I want to use curl to download the latest version of this file. The site has a robots.txt, however, which is what I think is stopping me from just using curl -L -z WorldGuard.zip http://www.curse.com/server-mods/minecraft/worldguard/download
to get it. There is a direct link http://addons.curse.cursecdn.com/files/684/741/worldguard-5.7.3.zip
to the file which is located in the html source code of the page and I can use this link to curl it since this link is not a permalink, I need to find a way to obtain this url from the first link (which is a permalink).
If I use curl -L http://www.curse.com/server-mods/minecraft/worldguard/download
I end up with this as the output. I've tried using FOR /F "skip=628 tokens=10,11,12,13,14 delims=/ " %%a in ('curl -L http://www.curse.com/server-mods/minecraft/worldguard/download') DO curl -z foo.zip %%a')
but I there appears to be a limit to how many lines I can skip (similar to the token limit of 31) and it would probably have given me all the lines after that as well (not what I want).
Next, I tried saving the output to a text file and deleting all lines except the one I want, however, I don't know how to delete lines that don't contain a specific string. I was thinking of only focusing on lines that had "http://addons.curse.cursecdn.com/files/"
(in other words, the line that had the url I wanted), but I have no idea how to do that.

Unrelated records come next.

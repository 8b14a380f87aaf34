//! Tunnel error types and failure classification.

use std::io;

use rcp_certs::CertError;

/// Errors that can occur while establishing or relaying a tunnel session.
#[derive(Debug, thiserror::Error)]
pub enum TunnelError {
    #[error("Certificate error: {0}")]
    Cert(#[from] CertError),

    #[error("TLS configuration error: {0}")]
    TlsConfig(#[source] rustls::Error),

    #[error("Client verifier error: {0}")]
    Verifier(#[from] rustls::server::VerifierBuilderError),

    #[error("Invalid peer name {0:?}")]
    ServerName(String),

    #[error("Failed to bind {address}: {source}")]
    Bind {
        address: String,
        #[source]
        source: io::Error,
    },

    #[error("Failed to connect to {address}: {source}")]
    Connect {
        address: String,
        #[source]
        source: io::Error,
    },

    #[error("TLS handshake failed: {0}")]
    Handshake(#[source] io::Error),

    #[error("Local target {address} unavailable: {source}")]
    LocalTarget {
        address: String,
        #[source]
        source: io::Error,
    },

    #[error("Timed out {0}")]
    Timeout(String),

    #[error("Unsupported: {0}")]
    Unsupported(String),

    #[error("I/O error: {0}")]
    Io(#[from] io::Error),

    #[error("Cancelled")]
    Cancelled,
}

impl TunnelError {
    pub const fn is_cancelled(&self) -> bool {
        matches!(self, Self::Cancelled)
    }

    /// Classify this error for logging and retry decisions.
    pub fn class(&self) -> ErrorClass {
        match self {
            Self::Connect { source, .. }
            | Self::LocalTarget { source, .. }
            | Self::Handshake(source)
            | Self::Io(source) => classify_io_error(source),
            _ => ErrorClass::Other,
        }
    }
}

/// Coarse outcome of a failed network operation.
#[derive(Debug, Clone, Copy, PartialEq, Eq)]
pub enum ErrorClass {
    /// Nothing is listening at the destination.
    Refused,
    /// The peer went away: clean close, broken pipe, reset or an operation
    /// on an already closed connection.
    Closed,
    /// Anything else, usually a misconfiguration.
    Other,
}

/// Classify an I/O error.
pub fn classify_io_error(err: &io::Error) -> ErrorClass {
    match err.kind() {
        io::ErrorKind::ConnectionRefused => ErrorClass::Refused,
        io::ErrorKind::UnexpectedEof
        | io::ErrorKind::BrokenPipe
        | io::ErrorKind::ConnectionReset
        | io::ErrorKind::ConnectionAborted
        | io::ErrorKind::NotConnected => ErrorClass::Closed,
        _ => ErrorClass::Other,
    }
}

#[cfg(test)]
mod tests {
    use super::*;

    #[test]
    fn refused_is_recognised() {
        let err = io::Error::from(io::ErrorKind::ConnectionRefused);
        assert_eq!(classify_io_error(&err), ErrorClass::Refused);

        let wrapped = TunnelError::Connect {
            address: "127.0.0.1:1".into(),
            source: err,
        };
        assert_eq!(wrapped.class(), ErrorClass::Refused);
    }

    #[test]
    fn peer_closure_kinds_are_benign() {
        for kind in [
            io::ErrorKind::UnexpectedEof,
            io::ErrorKind::BrokenPipe,
            io::ErrorKind::ConnectionReset,
            io::ErrorKind::NotConnected,
        ] {
            assert_eq!(classify_io_error(&io::Error::from(kind)), ErrorClass::Closed);
        }
    }

    #[test]
    fn everything_else_is_other() {
        let err = io::Error::new(io::ErrorKind::InvalidData, "bad certificate");
        assert_eq!(classify_io_error(&err), ErrorClass::Other);
        assert_eq!(TunnelError::Handshake(err).class(), ErrorClass::Other);
        assert_eq!(TunnelError::Timeout("dialing".into()).class(), ErrorClass::Other);
        assert_eq!(TunnelError::Cancelled.class(), ErrorClass::Other);
        assert!(TunnelError::Cancelled.is_cancelled());
    }
}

How can I obtain just the url (or the part that changes: 684/741/worldguard-5.7.3.zip
) and, hence, get curl to download it?
Edit: I am open to alternatives if there is no easy way of doing it in a batch script and/or using curl. I am willing to accept answers that use visual basic (.vbs.), powershell or anything that can be executed from a batch file (which should be nearly everything). I'd still prefer using batch and curl to keep it consistent and in one file, and because I already have 90% of what I want in batch. Also, I am not that familiar with things that aren't batch so I'd prefer it if you explain what the script does.